Uiteraard zijn er nog tal van andere wetsontwerpen, die ik in het parlement heb voorgesteld, die ook een invloed hebben op het stuk van de terrorismebestrijding. Ik denk bijvoorbeeld aan de zogenaamde “data retention”-wet die onlangs werd goedgekeurd of het wetsontwerp inzake de bijzondere opsporingsmethoden dat ik gisteren heb voorgesteld in de Commissie voor de Justitie. Binnenkort zal een ontwerp betreffende de methoden voor het verzamelen van gegevens door de inlichtingendiensten worden ingediend.

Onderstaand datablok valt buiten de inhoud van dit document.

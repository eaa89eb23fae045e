//! Connection states and their transition table
//!
//! ```text
//! Listen -> Initialized -> RegisteredAuthenticationPending
//!              |                -> RegisteredConfirmationPending
//!              |                    -> RegisteredRoutingActive
//!              v                             |
//!           Finalize <-----------------------+  (from every state but Listen)
//!              |
//!              v
//!           Listen
//! ```
//!
//! Authentication and confirmation are not implemented, so both pending
//! states pass straight through on entry.

use std::fmt;

use tracing::debug;

use super::socket::ChannelSocket;
use super::{ChannelEnv, DoIpChannel};
use crate::wire::{DoIpMessage, PayloadType};

#[derive(Debug, Clone, Copy, PartialEq, Eq, Hash)]
pub enum ChannelState {
    Listen,
    Initialized,
    RegisteredAuthenticationPending,
    RegisteredConfirmationPending,
    RegisteredRoutingActive,
    Finalize,
}

impl ChannelState {
    pub fn is_valid_change(self, to: ChannelState) -> bool {
        use ChannelState::*;
        matches!(
            (self, to),
            (Listen, Initialized)
                | (Initialized, RegisteredAuthenticationPending)
                | (Initialized, Finalize)
                | (RegisteredAuthenticationPending, RegisteredConfirmationPending)
                | (RegisteredAuthenticationPending, Finalize)
                | (RegisteredConfirmationPending, RegisteredRoutingActive)
                | (RegisteredConfirmationPending, Finalize)
                | (RegisteredRoutingActive, Finalize)
                | (Finalize, Listen)
        )
    }

    /// Routing activation accepted for this channel
    pub fn is_registered(self) -> bool {
        matches!(
            self,
            Self::RegisteredAuthenticationPending
                | Self::RegisteredConfirmationPending
                | Self::RegisteredRoutingActive
        )
    }

    pub(crate) fn on_enter<S: ChannelSocket>(
        self,
        channel: &mut DoIpChannel<S>,
        env: &ChannelEnv<'_, S>,
    ) {
        let timing = &env.config.timing;
        match self {
            Self::Listen => {}
            Self::Initialized => channel.start_inactivity_timer(timing.initial_inactivity(), env),
            Self::RegisteredAuthenticationPending => {
                channel.start_inactivity_timer(timing.general_inactivity(), env);
                channel.try_change_state(Self::RegisteredConfirmationPending, env);
            }
            Self::RegisteredConfirmationPending => {
                channel.try_change_state(Self::RegisteredRoutingActive, env);
            }
            Self::RegisteredRoutingActive => {
                channel.start_inactivity_timer(timing.general_inactivity(), env)
            }
            Self::Finalize => {
                channel.stop_inactivity_timer(env);
                channel.try_change_state(Self::Listen, env);
            }
        }
    }

    pub(crate) fn on_leave<S: ChannelSocket>(
        self,
        channel: &mut DoIpChannel<S>,
        env: &ChannelEnv<'_, S>,
    ) {
        match self {
            Self::Initialized => channel.stop_inactivity_timer(env),
            Self::Finalize => channel.reset_channel(env),
            _ => {}
        }
    }

    /// Handle a completely read message
    pub(crate) fn handle_message<S: ChannelSocket>(
        self,
        message: &DoIpMessage,
        channel: &mut DoIpChannel<S>,
        env: &ChannelEnv<'_, S>,
    ) {
        let kind = message.kind();
        match self {
            Self::Initialized => {
                if kind == Some(PayloadType::RoutingActivationRequest) {
                    if let Some(processor) = env.processors.get(PayloadType::RoutingActivationRequest)
                    {
                        channel.stop_inactivity_timer(env);
                        processor.handle_message(message, channel, env);
                    }
                } else {
                    debug!(slot = channel.slot(), ?kind, "Ignoring message before routing activation");
                }
            }
            Self::RegisteredConfirmationPending => match kind {
                Some(
                    PayloadType::DiagnosticMessage
                    | PayloadType::AliveCheckResponse
                    | PayloadType::RoutingActivationRequest,
                ) => {
                    channel.start_inactivity_timer(env.config.timing.general_inactivity(), env)
                }
                _ => {}
            },
            Self::RegisteredRoutingActive => {
                channel.start_inactivity_timer(env.config.timing.general_inactivity(), env);
                if let Some(processor) = kind.and_then(|kind| env.processors.get(kind)) {
                    processor.handle_message(message, channel, env);
                }
            }
            Self::Listen | Self::RegisteredAuthenticationPending | Self::Finalize => {
                debug!(slot = channel.slot(), state = ?self, ?kind, "Message ignored in state");
            }
        }
    }
}

impl fmt::Display for ChannelState {
    fn fmt(&self, f: &mut fmt::Formatter<'_>) -> fmt::Result {
        fmt::Debug::fmt(self, f)
    }
}

#[cfg(test)]
mod tests {
    use super::*;
    use ChannelState::*;

    const ALL: [ChannelState; 6] = [
        Listen,
        Initialized,
        RegisteredAuthenticationPending,
        RegisteredConfirmationPending,
        RegisteredRoutingActive,
        Finalize,
    ];

    #[test]
    fn test_transition_table() {
        let valid: Vec<(ChannelState, ChannelState)> = ALL
            .iter()
            .flat_map(|from| ALL.iter().map(move |to| (*from, *to)))
            .filter(|(from, to)| from.is_valid_change(*to))
            .collect();

        assert_eq!(
            valid,
            vec![
                (Listen, Initialized),
                (Initialized, RegisteredAuthenticationPending),
                (Initialized, Finalize),
                (RegisteredAuthenticationPending, RegisteredConfirmationPending),
                (RegisteredAuthenticationPending, Finalize),
                (RegisteredConfirmationPending, RegisteredRoutingActive),
                (RegisteredConfirmationPending, Finalize),
                (RegisteredRoutingActive, Finalize),
                (Finalize, Listen),
            ]
        );
    }

    #[test]
    fn test_routing_active_cannot_reactivate() {
        assert!(!RegisteredRoutingActive.is_valid_change(RegisteredAuthenticationPending));
        assert!(!Listen.is_valid_change(Finalize));
    }

    #[test]
    fn test_registered_states() {
        assert!(!Listen.is_registered());
        assert!(!Initialized.is_registered());
        assert!(RegisteredAuthenticationPending.is_registered());
        assert!(RegisteredRoutingActive.is_registered());
        assert!(!Finalize.is_registered());
    }
}
//! DoIP wire format
//!
//! Generic header (8 bytes, big-endian):
//!
//! ```text
//! +---------+-------------+--------------+----------------+
//! | version | inv version | payload type | payload length |
//! |   u8    |     u8      |     u16      |      u32       |
//! +---------+-------------+--------------+----------------+
//! ```

mod codes;
mod message;
mod payload;
mod validate;

pub use codes::{DiagnosticMessageResponseCode, RoutingActivationResponseCode};
pub use message::{encode_header, DoIpMessage};
pub use payload::{NackCode, PayloadLength, PayloadType, ProtocolVersion};
pub use validate::check_header;

/// Generic header length
pub const HEADER_LENGTH: usize = 8;

/// Source plus target address at the start of a diagnostic message payload
pub const SA_TA_LENGTH: usize = 4;

/// Largest payload a non-diagnostic message can carry
pub const MAX_NON_DIAGNOSTIC_PAYLOAD_LENGTH: usize = 33;

/// Upper bound of bytes drained from the socket per discard step
pub const DISCARD_CHUNK_SIZE: usize = 1024;

pub const ROUTING_ACTIVATION_RESPONSE_PAYLOAD_LENGTH: usize = 9;

pub const DIAGNOSTIC_RESPONSE_PAYLOAD_LENGTH: usize = 5;

/// Functional (group) target addresses
pub const FUNCTIONAL_ADDRESS_RANGE: std::ops::RangeInclusive<u16> = 0xE400..=0xEFFF;

/// Source address of a channel without routing activation
pub const UNREGISTERED_SOURCE_ADDRESS: u16 = 0x0000;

Ook het belangrijke debat over de duur van de aanhouding vóór het begin van de voorlopige hechtenis, dat aan de gang is, moet worden vermeld.
Het ontwerp dat ik u vandaag voorstel, past dus in het kader van een ruimer geheel dat het juridisch instrumentarium beoogt te verbeteren en aan te passen aan de evolutie van de dreiging, zulks zonder het strafrecht uit evenwicht te brengen.
Dit ontwerp is vrij kort en strekt ertoe enkele zeer specifieke leemten op te vullen.
Le premier volet du projet de loi concerne la définition des infractions pénales.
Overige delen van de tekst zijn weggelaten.